López Obrador, en México, lo ha hecho con ricos como #CarlosSlim. No dudaría que este millonario mexicano pudiera respaldar, más pronto que tarde, la iniciativa de su presidente. Pero quizá en Tlaxcala primero tendríamos que apoyar a los huelguistas de #Amatech para que el grupo empresarial de esa familia acepte pagarles mejores salarios.
Aunque como insiste Savater, en el libro mencionado, la ONU y organismos del mismo tipo internacional, “están hoy (y sin duda también mañana y pasado) llenas de defectos y no podrán cobrar plena vigencia hasta recibir el espaldarazo decidido de los grandes de nuestro mundo (por ejemplo, Estados Unidos)…Winston Churchill dijo que ‘las naciones no tienen amigos, sólo intereses’. El asunto es cómo articular un tipo de amistad interesada general entre las naciones.”

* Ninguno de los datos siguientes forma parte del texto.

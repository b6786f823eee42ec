//! Abstract syntax tree for compiled templates

use std::fmt;
use std::sync::Arc;

use crate::value::{Callable, Value};

/// Byte range in source text
pub type Span = std::ops::Range<usize>;

/// AST node with source location
#[derive(Debug, Clone, PartialEq)]
pub struct Spanned<T> {
    pub node: T,
    pub span: Span,
}

impl<T> Spanned<T> {
    pub fn new(node: T, span: Span) -> Self {
        Self { node, span }
    }
}

/// Template statement
#[derive(Debug, Clone, PartialEq)]
pub enum Stmt {
    /// Literal template text
    Text(String),
    /// Print the values of expressions: `{{ expr }}`, atom tags
    Output(Vec<Spanned<Expr>>),
    /// `{% set name = expr %}`
    Set { target: String, value: Spanned<Expr> },
    /// `{% if %} ... {% elif %} ... {% else %} ... {% endif %}`
    If {
        branches: Vec<(Spanned<Expr>, Vec<Spanned<Stmt>>)>,
        otherwise: Vec<Spanned<Stmt>>,
    },
    /// `{% for target in iter %} ... {% endfor %}`
    For {
        target: String,
        iter: Spanned<Expr>,
        body: Vec<Spanned<Stmt>>,
    },
}

#[derive(Debug, Clone, Copy, PartialEq, Eq)]
pub enum CompareOp {
    Eq,
    Ne,
}

/// Expression
#[derive(Debug, Clone, PartialEq)]
pub enum Expr {
    Const(Value),
    Name(String),
    List(Vec<Spanned<Expr>>),
    Map(Vec<(Spanned<Expr>, Spanned<Expr>)>),
    GetAttr(Box<Spanned<Expr>>, String),
    GetItem(Box<Spanned<Expr>>, Box<Spanned<Expr>>),
    Not(Box<Spanned<Expr>>),
    /// Unary minus
    Neg(Box<Spanned<Expr>>),
    Compare(Box<Spanned<Expr>>, CompareOp, Box<Spanned<Expr>>),
    Call(Call),
    /// Pre-resolved callee bound at compile time
    Atom(AtomHandle),
}

/// Call with ordered positional and unordered keyword arguments
#[derive(Debug, Clone, PartialEq)]
pub struct Call {
    pub callee: Box<Spanned<Expr>>,
    pub args: Vec<Spanned<Expr>>,
    pub kwargs: Vec<Keyword>,
}

/// `name=value` argument
#[derive(Debug, Clone, PartialEq)]
pub struct Keyword {
    pub name: String,
    pub value: Spanned<Expr>,
}

/// A resolved atom referenced by a compiled template
#[derive(Clone)]
pub struct AtomHandle {
    /// Cache key the atom was stored under
    pub key: String,
    /// Fully-qualified dotted path
    pub path: String,
    pub callable: Arc<dyn Callable>,
}

impl fmt::Debug for AtomHandle {
    fn fmt(&self, f: &mut fmt::Formatter<'_>) -> fmt::Result {
        f.debug_struct("AtomHandle")
            .field("key", &self.key)
            .field("path", &self.path)
            .finish_non_exhaustive()
    }
}

impl PartialEq for AtomHandle {
    fn eq(&self, other: &Self) -> bool {
        self.key == other.key && Arc::ptr_eq(&self.callable, &other.callable)
    }
}
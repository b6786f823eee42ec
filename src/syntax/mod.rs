//! Template syntax: lexer, AST, expression grammar and statement parser

pub mod ast;
pub mod expr;
pub mod lexer;
pub mod parser;

pub use ast::{AtomHandle, Call, CompareOp, Expr, Keyword, Spanned, Stmt};
pub use lexer::{Segment, Token, TokenStream};
pub use parser::parse;
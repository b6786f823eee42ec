//! Atoms that render their result through a sub-template

use std::collections::HashMap;
use std::fmt;
use std::path::PathBuf;
use std::sync::Arc;

use parking_lot::Mutex;
use tracing::debug;

use crate::atoms::{AtomsExtension, Importer};
use crate::config::AtomsConfig;
use crate::environment::{Environment, Template};
use crate::error::{Error, InvocationError};
use crate::loader::FileSystemLoader;
use crate::value::{Arguments, Callable, Value};

/// A function whose returned mapping is rendered through a template
///
/// Calling an `Atom` runs the function with the call-site arguments and
/// renders the bound template with the mapping it returns. Errors from the
/// function pass through unchanged.
#[derive(Clone)]
pub struct Atom {
    template: Template,
    func: Arc<dyn Callable>,
}

impl fmt::Debug for Atom {
    fn fmt(&self, f: &mut fmt::Formatter<'_>) -> fmt::Result {
        f.debug_struct("Atom")
            .field("template", &self.template.name())
            .finish_non_exhaustive()
    }
}

impl Atom {
    /// Bind `func` to `template` loaded from `env`; the template is loaded now
    pub fn with_env<F>(env: &Environment, template: &str, func: F) -> Result<Self, Error>
    where
        F: Fn(&Arguments) -> Result<Value, Error> + Send + Sync + 'static,
    {
        Self::from_callable(env, template, Arc::new(func))
    }

    pub fn from_callable(env: &Environment, template: &str, func: Arc<dyn Callable>) -> Result<Self, Error> {
        Ok(Self {
            template: env.get_template(template)?,
            func,
        })
    }

    pub fn template(&self) -> &Template {
        &self.template
    }

    /// Run the function and render its context
    pub fn invoke(&self, args: Arguments) -> Result<String, Error> {
        match self.func.call(args)? {
            Value::Map(context) => self.template.render(&context),
            other => Err(InvocationError::ContextMismatch {
                template: self.template.name().unwrap_or("<string>").to_string(),
                found: other.type_name().to_string(),
            }
            .into()),
        }
    }
}

impl Callable for Atom {
    fn call(&self, args: Arguments) -> Result<Value, Error> {
        self.invoke(args).map(Value::String)
    }
}

/// Builds atoms whose templates live inside their declaring package
///
/// Each package gets one environment, created on first use, that searches
/// the package's template directories in order and understands atom tags
/// itself.
pub struct AtomFactory {
    config: AtomsConfig,
    importer: Arc<dyn Importer>,
    environments: Mutex<HashMap<String, Environment>>,
}

impl fmt::Debug for AtomFactory {
    fn fmt(&self, f: &mut fmt::Formatter<'_>) -> fmt::Result {
        let mut packages: Vec<_> = self.environments.lock().keys().cloned().collect();
        packages.sort();
        f.debug_struct("AtomFactory")
            .field("config", &self.config)
            .field("packages", &packages)
            .finish_non_exhaustive()
    }
}

impl AtomFactory {
    pub fn new(config: AtomsConfig, importer: Arc<dyn Importer>) -> Self {
        Self {
            config,
            importer,
            environments: Mutex::new(HashMap::new()),
        }
    }

    pub fn config(&self) -> &AtomsConfig {
        &self.config
    }

    pub fn package_dir(&self, package: &str) -> PathBuf {
        self.config.package_dir(package)
    }

    /// The environment of `package`, created on first request
    pub fn environment(&self, package: &str) -> Environment {
        let mut environments = self.environments.lock();
        if let Some(env) = environments.get(package) {
            return env.clone();
        }

        let search_path = self.config.search_path(package);
        debug!(package, search_path = ?search_path, "creating atom package environment");
        let env = Environment::builder()
            .with_loader(FileSystemLoader::new(search_path))
            .with_extension(Arc::new(AtomsExtension::new(self.importer.clone())))
            .build();
        environments.insert(package.to_string(), env.clone());
        env
    }

    /// Bind `func` to `template` from the environment of `package`
    pub fn atom<F>(&self, package: &str, template: &str, func: F) -> Result<Atom, Error>
    where
        F: Fn(&Arguments) -> Result<Value, Error> + Send + Sync + 'static,
    {
        Atom::with_env(&self.environment(package), template, func)
    }
}
//! Error types for template compilation, atom resolution and rendering

use std::path::PathBuf;

use ariadne::{Color, Label, Report, ReportKind, Source};
use thiserror::Error;

use crate::syntax::lexer::Token;

/// Byte range in source text
pub type Span = std::ops::Range<usize>;

/// Broad error classes, used by callers that only care about the category
#[derive(Debug, Clone, Copy, PartialEq, Eq)]
pub enum ErrorKind {
    /// Malformed template, directive or atom tag
    Syntax,
    /// Atom tag references an undeclared namespace alias
    Namespace,
    /// Fully-qualified atom path does not name a registered atom
    Resolution,
    /// Atom function rejected its arguments or returned an unusable context
    Invocation,
    /// Template loading or host rendering failure
    Template,
    /// Configuration could not be read or parsed
    Config,
}

/// A malformed template construct, always tied to a source location
#[derive(Debug, Clone, PartialEq, Error)]
#[error("syntax error at line {line}: {message}")]
pub struct SyntaxError {
    pub message: String,
    pub span: Span,
    pub line: usize,
    pub expected: Vec<String>,
}

impl SyntaxError {
    pub fn new(message: impl Into<String>, span: Span, line: usize) -> Self {
        Self {
            message: message.into(),
            span,
            line,
            expected: Vec::new(),
        }
    }

    pub fn with_expected(mut self, expected: Vec<String>) -> Self {
        self.expected = expected;
        self
    }

    /// Convert a chumsky error, locating it in `source`
    pub(crate) fn from_rich(err: chumsky::error::Rich<'_, Token>, source: &str) -> Self {
        use chumsky::error::{RichPattern, RichReason};

        let message = match err.reason() {
            RichReason::ExpectedFound { found, .. } => match found {
                Some(tok) => format!("unexpected {}", format_token(tok)),
                None => "unexpected end of statement".to_string(),
            },
            RichReason::Custom(msg) => msg.to_string(),
        };

        let expected: Vec<String> = err
            .expected()
            .filter_map(|e| match e {
                RichPattern::Token(tok) => Some(format_token(tok)),
                RichPattern::Label(label) => Some(label.to_string()),
                RichPattern::EndOfInput => Some("end of statement".to_string()),
                RichPattern::Identifier(s) => Some(format!("identifier '{}'", s)),
                RichPattern::Any => Some("any token".to_string()),
                RichPattern::SomethingElse => None,
            })
            .collect();

        let span = err.span().into_range();
        let line = line_at(source, span.start);
        Self {
            message,
            span,
            line,
            expected,
        }
    }
}

/// Failures raised while calling an atom at render time
#[derive(Debug, Clone, PartialEq, Error)]
pub enum InvocationError {
    #[error("{function}() missing required argument: '{name}'")]
    MissingArgument { function: String, name: String },

    #[error("{function}() takes at most {max} positional arguments but {given} were given")]
    TooManyArguments {
        function: String,
        max: usize,
        given: usize,
    },

    #[error("{function}() got an unexpected keyword argument '{name}'")]
    UnexpectedKeyword { function: String, name: String },

    /// The atom function returned something other than a mapping
    #[error("atom template \"{template}\" expects a mapping context, got {found}")]
    ContextMismatch { template: String, found: String },

    /// Error reported by the atom function itself
    #[error("{0}")]
    Failed(String),
}

#[derive(Debug, Error)]
pub enum Error {
    #[error(transparent)]
    Syntax(#[from] SyntaxError),

    #[error("\"{alias}\" atom namespace not found (line {line})")]
    NamespaceNotFound {
        alias: String,
        span: Span,
        line: usize,
    },

    /// The owning module exists but has no atom under the terminal segment
    #[error("atom \"{path}\" not found (line {line})")]
    AtomNotFound { path: String, span: Span, line: usize },

    /// The owning module of an atom path is not registered
    #[error("module \"{module}\" of atom \"{path}\" is not registered (line {line})")]
    ModuleNotFound {
        module: String,
        path: String,
        span: Span,
        line: usize,
    },

    #[error(transparent)]
    Invocation(#[from] InvocationError),

    #[error("template not found: {name}")]
    TemplateNotFound { name: String },

    #[error("render error at line {line}: {message}")]
    Render {
        message: String,
        span: Span,
        line: usize,
    },

    #[error("failed to read {}: {source}", path.display())]
    Io {
        path: PathBuf,
        #[source]
        source: std::io::Error,
    },

    #[error("failed to parse configuration: {0}")]
    Config(#[from] toml::de::Error),
}

impl Error {
    pub fn kind(&self) -> ErrorKind {
        match self {
            Error::Syntax(_) => ErrorKind::Syntax,
            Error::NamespaceNotFound { .. } => ErrorKind::Namespace,
            Error::AtomNotFound { .. } | Error::ModuleNotFound { .. } => ErrorKind::Resolution,
            Error::Invocation(_) => ErrorKind::Invocation,
            Error::TemplateNotFound { .. } | Error::Render { .. } => ErrorKind::Template,
            Error::Io { .. } | Error::Config(_) => ErrorKind::Config,
        }
    }

    /// Source line (1-based) of the offending construct, if it has one
    pub fn line(&self) -> Option<usize> {
        match self {
            Error::Syntax(e) => Some(e.line),
            Error::NamespaceNotFound { line, .. }
            | Error::AtomNotFound { line, .. }
            | Error::ModuleNotFound { line, .. }
            | Error::Render { line, .. } => Some(*line),
            _ => None,
        }
    }

    /// Get the source span if available
    pub fn span(&self) -> Option<&Span> {
        match self {
            Error::Syntax(e) => Some(&e.span),
            Error::NamespaceNotFound { span, .. }
            | Error::AtomNotFound { span, .. }
            | Error::ModuleNotFound { span, .. }
            | Error::Render { span, .. } => Some(span),
            _ => None,
        }
    }

    pub(crate) fn render(message: impl Into<String>, span: Span, source: &str) -> Self {
        let line = line_at(source, span.start);
        Error::Render {
            message: message.into(),
            span,
            line,
        }
    }

    /// Format the error with source context using ariadne
    ///
    /// Errors without a source location fall back to their display text.
    pub fn format(&self, source: &str, filename: &str) -> String {
        let Some(span) = self.span() else {
            return self.to_string();
        };
        let span = span.start.min(source.len())..span.end.min(source.len());

        let expected_str = match self {
            Error::Syntax(e) if !e.expected.is_empty() => {
                format!("\nExpected: {}", e.expected.join(", "))
            }
            _ => String::new(),
        };
        let message = match self {
            Error::Syntax(e) => e.message.clone(),
            other => other.to_string(),
        };

        let mut buf = Vec::new();
        let written = Report::build(ReportKind::Error, filename, span.start)
            .with_message(&message)
            .with_label(
                Label::new((filename, span))
                    .with_message(format!("{}{}", message, expected_str))
                    .with_color(Color::Red),
            )
            .finish()
            .write((filename, Source::from(source)), &mut buf);

        match written {
            Ok(()) => String::from_utf8_lossy(&buf).into_owned(),
            Err(_) => self.to_string(),
        }
    }
}

/// 1-based line number of a byte offset
pub fn line_at(source: &str, offset: usize) -> usize {
    let offset = offset.min(source.len());
    source.as_bytes()[..offset]
        .iter()
        .filter(|&&b| b == b'\n')
        .count()
        + 1
}

/// Format a token for human-readable error messages
pub(crate) fn format_token(tok: &Token) -> String {
    match tok {
        Token::Ident(s) => format!("identifier '{}'", s),
        Token::String(s) => format!("string \"{}\"", s),
        Token::Integer(n) => format!("integer {}", n),
        Token::Float(n) => format!("float {}", n),
        Token::ParenOpen => "'('".to_string(),
        Token::ParenClose => "')'".to_string(),
        Token::BracketOpen => "'['".to_string(),
        Token::BracketClose => "']'".to_string(),
        Token::BraceOpen => "'{'".to_string(),
        Token::BraceClose => "'}'".to_string(),
        Token::Comma => "','".to_string(),
        Token::Colon => "':'".to_string(),
        Token::Dot => "'.'".to_string(),
        Token::Assign => "'='".to_string(),
        Token::EqEq => "'=='".to_string(),
        Token::NotEq => "'!='".to_string(),
        Token::Minus => "'-'".to_string(),
        _ => format!("{:?}", tok),
    }
}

Pareciera de repente como si AMLO supiera la formula para ello. Poco podemos realmente darnos cuenta de que sus pasos son muy calculados. Salir del país sólo en dos ocasiones y hacerlo precisamente a los Estados Unidos, primero en su visita a #DonaldTrump y luego a la ONU, prefiguran, como ya se ha filtrado, que su tercera salida quizá la próxima semana sería igual a nuestro poderoso vecino para reunirse ahora con #JoeBiden y el primer ministro de Canadá, #JustinTrudeau.
Es indudable el posicionamiento político de nuestro presidente en el concierto de las naciones. Evidencia de ello son las protocolarias, pero amables y respetuosas palabras que los representantes de los Estados en la reunión mencionada le dirigieron. Por ejemplo la de San Vicente y Granadinas que dijo: “Concluyo haciendo eco de sus profundas declaraciones, sólo si somos buenos podemos ser dichosos.”
Pienso que debemos reflexionar sobre el derrotero del discurso de AMLO en la ONU, quien concluyó diciendo, entre el reclamo y la arenga que “Es un honor estar con ustedes, miembros permanentes y no permanentes del Consejo de Seguridad de la ONU, que es lo más parecido a un gobierno mundial y que puede llegar a ser el organismo más eficaz para el combate a la corrupción y el más noble benefactor de los pobres y olvidados de la tierra.”